About this exercise
Taking each line of the material below in turn, count those containing the string "Some". Provide the number alone.

Given records
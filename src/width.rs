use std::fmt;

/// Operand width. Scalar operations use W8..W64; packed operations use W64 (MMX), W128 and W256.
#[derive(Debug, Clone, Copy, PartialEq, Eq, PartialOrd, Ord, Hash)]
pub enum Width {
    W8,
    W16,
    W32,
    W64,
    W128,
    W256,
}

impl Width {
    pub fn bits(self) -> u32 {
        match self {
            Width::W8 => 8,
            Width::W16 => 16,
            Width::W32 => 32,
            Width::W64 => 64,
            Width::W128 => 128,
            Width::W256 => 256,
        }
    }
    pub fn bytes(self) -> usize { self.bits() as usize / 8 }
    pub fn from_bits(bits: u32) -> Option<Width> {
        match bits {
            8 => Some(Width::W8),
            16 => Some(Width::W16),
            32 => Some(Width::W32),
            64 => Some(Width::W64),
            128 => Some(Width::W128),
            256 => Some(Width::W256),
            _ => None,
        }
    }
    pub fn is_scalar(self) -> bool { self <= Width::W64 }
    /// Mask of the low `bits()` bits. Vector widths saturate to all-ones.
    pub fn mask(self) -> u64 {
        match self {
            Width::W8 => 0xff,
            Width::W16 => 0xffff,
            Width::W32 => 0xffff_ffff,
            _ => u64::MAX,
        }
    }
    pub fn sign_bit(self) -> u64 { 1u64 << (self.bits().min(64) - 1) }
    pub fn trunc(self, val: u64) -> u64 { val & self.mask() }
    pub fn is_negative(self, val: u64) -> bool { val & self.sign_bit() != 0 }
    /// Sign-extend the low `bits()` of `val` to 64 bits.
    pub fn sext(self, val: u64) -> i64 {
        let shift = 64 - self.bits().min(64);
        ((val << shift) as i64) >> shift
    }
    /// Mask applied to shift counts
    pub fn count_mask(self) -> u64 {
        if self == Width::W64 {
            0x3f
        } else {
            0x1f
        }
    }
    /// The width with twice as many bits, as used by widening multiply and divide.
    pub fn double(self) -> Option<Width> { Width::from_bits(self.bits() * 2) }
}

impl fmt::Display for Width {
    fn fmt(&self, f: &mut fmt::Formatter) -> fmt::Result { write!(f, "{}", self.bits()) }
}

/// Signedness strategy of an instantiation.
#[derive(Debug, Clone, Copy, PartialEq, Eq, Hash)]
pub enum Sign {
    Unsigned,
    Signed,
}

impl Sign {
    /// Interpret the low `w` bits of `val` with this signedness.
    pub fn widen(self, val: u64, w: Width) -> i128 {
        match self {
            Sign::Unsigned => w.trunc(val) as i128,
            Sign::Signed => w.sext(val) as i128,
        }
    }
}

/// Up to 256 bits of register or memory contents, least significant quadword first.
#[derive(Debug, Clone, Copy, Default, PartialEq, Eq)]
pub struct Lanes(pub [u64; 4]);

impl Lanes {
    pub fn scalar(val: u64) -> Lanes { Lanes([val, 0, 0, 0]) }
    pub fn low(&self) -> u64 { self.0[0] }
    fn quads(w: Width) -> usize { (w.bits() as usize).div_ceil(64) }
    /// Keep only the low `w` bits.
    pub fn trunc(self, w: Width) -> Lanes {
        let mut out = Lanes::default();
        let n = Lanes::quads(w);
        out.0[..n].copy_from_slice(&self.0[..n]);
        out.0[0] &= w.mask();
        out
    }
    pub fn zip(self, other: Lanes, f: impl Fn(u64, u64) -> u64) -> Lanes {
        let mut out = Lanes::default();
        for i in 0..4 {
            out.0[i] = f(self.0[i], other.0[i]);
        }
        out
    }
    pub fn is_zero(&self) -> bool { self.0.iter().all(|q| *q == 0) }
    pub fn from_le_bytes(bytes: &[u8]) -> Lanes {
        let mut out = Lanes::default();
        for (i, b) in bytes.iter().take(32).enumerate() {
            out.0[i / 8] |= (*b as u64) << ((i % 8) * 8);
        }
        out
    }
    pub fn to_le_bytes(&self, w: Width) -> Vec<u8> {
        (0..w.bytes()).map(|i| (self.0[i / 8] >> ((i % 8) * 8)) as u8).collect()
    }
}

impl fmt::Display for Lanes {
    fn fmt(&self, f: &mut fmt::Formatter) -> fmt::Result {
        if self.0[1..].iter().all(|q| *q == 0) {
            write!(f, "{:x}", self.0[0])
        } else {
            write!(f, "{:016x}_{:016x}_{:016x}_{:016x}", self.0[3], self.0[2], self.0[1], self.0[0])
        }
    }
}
...
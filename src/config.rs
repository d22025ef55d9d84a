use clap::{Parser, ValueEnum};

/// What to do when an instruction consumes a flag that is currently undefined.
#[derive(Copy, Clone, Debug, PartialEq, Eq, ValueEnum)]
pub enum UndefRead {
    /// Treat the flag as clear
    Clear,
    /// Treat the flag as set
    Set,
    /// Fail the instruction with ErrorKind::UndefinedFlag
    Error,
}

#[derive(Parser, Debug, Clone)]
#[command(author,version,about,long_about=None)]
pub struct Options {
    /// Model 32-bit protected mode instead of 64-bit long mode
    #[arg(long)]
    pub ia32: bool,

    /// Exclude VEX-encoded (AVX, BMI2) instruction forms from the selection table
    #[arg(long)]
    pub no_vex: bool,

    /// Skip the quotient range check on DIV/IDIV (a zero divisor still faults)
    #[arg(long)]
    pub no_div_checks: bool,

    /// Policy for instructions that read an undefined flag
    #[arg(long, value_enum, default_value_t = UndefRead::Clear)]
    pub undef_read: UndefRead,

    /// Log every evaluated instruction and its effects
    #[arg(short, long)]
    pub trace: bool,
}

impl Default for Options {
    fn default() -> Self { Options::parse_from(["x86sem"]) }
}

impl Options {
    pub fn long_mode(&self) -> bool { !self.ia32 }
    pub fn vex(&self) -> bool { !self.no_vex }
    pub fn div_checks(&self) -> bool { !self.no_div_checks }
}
* * *
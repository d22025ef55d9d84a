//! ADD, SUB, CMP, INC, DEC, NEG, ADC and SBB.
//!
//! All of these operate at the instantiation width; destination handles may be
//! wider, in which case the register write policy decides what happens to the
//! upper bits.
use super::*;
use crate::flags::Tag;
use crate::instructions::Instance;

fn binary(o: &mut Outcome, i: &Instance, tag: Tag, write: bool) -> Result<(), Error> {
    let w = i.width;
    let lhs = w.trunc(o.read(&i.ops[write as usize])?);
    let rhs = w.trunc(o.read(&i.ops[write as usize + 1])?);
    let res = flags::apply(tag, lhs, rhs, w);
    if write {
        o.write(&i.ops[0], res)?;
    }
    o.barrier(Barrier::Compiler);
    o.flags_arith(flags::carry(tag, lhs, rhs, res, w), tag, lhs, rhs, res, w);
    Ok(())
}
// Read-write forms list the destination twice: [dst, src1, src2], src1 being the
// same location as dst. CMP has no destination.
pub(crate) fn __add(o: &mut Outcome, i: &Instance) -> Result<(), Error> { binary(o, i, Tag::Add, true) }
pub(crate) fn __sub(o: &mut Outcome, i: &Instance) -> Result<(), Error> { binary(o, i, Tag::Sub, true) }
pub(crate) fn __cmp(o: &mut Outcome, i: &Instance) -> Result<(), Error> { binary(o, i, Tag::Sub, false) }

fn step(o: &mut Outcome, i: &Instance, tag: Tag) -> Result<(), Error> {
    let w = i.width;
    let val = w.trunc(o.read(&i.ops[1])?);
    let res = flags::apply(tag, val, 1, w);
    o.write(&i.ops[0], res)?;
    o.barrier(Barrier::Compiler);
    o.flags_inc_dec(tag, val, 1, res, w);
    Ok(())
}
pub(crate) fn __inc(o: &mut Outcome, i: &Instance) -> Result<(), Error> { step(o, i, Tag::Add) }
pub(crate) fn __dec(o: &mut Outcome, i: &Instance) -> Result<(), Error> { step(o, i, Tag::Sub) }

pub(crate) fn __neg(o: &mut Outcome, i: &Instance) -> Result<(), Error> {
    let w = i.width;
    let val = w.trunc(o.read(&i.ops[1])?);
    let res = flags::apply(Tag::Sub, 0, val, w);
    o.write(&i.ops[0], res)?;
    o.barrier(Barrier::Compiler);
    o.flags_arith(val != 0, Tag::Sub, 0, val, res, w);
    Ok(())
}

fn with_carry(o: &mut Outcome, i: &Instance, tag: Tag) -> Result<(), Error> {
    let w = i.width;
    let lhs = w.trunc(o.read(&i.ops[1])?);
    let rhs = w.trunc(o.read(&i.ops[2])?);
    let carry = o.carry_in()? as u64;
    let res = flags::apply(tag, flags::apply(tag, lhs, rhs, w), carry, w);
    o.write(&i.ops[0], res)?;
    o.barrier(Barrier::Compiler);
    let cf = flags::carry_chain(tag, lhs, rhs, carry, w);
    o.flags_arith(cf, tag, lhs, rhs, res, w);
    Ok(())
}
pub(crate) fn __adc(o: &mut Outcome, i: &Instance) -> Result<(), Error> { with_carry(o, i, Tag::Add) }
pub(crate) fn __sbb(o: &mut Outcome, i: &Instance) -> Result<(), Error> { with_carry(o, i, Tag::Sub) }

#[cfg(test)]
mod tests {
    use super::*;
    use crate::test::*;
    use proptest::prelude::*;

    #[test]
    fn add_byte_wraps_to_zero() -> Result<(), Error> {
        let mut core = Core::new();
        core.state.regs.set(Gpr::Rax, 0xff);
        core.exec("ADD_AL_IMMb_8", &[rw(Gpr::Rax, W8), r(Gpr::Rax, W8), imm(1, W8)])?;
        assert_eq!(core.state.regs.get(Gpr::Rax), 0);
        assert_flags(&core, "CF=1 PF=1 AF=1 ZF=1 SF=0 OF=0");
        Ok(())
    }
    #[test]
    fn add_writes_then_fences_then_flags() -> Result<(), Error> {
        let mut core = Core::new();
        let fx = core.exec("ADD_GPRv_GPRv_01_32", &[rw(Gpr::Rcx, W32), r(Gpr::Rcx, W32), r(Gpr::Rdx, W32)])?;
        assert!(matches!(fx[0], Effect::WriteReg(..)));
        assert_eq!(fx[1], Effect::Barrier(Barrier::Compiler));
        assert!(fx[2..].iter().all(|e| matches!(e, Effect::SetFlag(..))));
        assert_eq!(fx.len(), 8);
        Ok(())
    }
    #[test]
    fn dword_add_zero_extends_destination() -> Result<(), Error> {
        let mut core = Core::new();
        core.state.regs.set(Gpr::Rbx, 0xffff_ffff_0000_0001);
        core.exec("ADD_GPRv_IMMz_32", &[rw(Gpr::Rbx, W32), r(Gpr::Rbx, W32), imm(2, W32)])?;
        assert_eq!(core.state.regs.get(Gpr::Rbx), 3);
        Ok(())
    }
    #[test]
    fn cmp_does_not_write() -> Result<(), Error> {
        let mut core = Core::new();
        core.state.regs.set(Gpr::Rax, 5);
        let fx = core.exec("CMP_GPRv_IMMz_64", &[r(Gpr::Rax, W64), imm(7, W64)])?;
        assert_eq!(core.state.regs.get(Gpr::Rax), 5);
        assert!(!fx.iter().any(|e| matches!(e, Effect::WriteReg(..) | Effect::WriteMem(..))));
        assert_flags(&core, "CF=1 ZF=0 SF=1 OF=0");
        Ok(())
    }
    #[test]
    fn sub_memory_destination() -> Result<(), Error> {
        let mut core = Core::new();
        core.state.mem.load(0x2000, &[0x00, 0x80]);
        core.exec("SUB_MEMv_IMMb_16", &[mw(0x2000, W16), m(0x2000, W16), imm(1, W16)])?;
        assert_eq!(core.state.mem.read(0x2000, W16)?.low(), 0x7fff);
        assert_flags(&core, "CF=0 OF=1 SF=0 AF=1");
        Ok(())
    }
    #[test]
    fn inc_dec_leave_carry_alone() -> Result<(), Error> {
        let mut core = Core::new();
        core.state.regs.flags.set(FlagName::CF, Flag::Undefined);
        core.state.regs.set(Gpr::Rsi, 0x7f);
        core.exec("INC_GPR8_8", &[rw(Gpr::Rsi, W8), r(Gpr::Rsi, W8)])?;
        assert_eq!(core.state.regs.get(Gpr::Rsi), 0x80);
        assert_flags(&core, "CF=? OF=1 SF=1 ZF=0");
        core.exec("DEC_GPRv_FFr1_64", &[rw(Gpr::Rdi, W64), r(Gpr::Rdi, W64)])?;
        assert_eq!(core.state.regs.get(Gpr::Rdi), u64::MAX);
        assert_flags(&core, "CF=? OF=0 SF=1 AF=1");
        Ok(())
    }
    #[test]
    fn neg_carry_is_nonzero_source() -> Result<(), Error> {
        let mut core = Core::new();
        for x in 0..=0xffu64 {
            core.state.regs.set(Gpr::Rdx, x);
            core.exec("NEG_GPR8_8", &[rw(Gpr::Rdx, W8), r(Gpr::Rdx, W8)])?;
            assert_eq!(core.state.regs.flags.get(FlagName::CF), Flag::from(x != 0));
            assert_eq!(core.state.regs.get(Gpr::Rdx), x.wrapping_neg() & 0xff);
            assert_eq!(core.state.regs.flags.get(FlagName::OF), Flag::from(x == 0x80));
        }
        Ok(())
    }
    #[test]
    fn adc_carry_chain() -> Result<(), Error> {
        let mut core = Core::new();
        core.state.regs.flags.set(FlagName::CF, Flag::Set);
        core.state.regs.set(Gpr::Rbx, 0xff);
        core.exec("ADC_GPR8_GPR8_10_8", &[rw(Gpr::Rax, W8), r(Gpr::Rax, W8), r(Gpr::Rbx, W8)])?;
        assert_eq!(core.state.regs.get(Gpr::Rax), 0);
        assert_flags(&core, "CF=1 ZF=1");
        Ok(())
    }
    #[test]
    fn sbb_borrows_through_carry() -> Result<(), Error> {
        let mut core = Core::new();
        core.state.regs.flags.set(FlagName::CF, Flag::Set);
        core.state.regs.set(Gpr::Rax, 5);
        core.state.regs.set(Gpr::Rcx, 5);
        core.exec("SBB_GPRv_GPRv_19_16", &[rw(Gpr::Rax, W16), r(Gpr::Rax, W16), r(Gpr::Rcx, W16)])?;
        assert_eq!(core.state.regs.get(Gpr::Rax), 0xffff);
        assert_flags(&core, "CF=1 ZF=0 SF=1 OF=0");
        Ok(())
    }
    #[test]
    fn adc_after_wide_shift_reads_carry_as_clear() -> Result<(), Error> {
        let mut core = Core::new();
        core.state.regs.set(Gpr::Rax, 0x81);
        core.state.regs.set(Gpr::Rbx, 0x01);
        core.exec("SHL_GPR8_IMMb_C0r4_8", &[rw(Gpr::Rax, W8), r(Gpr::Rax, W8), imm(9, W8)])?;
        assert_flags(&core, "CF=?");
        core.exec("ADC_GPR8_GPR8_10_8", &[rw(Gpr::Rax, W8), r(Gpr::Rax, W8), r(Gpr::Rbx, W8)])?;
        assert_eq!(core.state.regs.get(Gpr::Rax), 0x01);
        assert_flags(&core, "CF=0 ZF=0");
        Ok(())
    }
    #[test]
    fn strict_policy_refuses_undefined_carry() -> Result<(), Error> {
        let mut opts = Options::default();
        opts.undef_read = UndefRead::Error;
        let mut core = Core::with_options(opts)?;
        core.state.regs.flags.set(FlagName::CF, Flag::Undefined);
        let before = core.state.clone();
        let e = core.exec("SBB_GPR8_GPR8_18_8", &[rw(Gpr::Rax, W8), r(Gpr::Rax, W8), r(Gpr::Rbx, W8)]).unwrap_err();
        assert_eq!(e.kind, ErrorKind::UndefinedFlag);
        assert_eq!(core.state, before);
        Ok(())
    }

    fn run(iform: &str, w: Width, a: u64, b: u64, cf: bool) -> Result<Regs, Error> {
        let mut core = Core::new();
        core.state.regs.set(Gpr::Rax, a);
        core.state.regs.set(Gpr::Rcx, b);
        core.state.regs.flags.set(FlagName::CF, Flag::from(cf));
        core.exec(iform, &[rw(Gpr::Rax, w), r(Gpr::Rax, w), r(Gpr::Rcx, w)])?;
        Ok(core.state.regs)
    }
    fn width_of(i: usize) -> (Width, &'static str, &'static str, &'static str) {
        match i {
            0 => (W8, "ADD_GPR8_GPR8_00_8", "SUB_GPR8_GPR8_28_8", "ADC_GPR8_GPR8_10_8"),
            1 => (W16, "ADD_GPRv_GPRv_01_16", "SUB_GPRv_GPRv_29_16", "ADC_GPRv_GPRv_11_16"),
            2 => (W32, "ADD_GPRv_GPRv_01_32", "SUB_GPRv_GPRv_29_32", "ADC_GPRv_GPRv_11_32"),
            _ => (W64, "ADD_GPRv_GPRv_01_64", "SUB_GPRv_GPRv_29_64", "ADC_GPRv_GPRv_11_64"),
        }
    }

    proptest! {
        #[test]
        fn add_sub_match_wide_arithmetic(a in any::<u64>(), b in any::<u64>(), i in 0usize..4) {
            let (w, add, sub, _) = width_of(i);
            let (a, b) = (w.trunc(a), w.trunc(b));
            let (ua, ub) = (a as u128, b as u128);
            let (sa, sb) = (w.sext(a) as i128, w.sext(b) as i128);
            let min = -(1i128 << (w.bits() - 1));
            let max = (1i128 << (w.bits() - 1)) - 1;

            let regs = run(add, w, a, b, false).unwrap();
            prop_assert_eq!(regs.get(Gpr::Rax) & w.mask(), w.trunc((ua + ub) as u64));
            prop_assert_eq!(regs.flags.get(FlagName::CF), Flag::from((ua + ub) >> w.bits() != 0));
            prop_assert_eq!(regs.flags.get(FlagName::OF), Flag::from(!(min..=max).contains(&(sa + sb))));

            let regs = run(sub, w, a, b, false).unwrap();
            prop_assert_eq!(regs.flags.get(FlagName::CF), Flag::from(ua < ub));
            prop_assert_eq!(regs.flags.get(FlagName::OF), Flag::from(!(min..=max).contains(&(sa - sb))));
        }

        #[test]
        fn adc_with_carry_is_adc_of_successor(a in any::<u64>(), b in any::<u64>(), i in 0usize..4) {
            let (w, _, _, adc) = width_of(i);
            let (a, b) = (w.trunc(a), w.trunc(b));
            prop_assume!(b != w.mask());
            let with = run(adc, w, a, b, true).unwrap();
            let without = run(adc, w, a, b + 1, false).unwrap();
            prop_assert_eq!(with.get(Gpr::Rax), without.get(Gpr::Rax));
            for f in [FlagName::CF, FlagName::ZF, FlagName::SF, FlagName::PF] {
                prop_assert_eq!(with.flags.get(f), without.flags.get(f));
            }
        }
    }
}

Answer for the task
6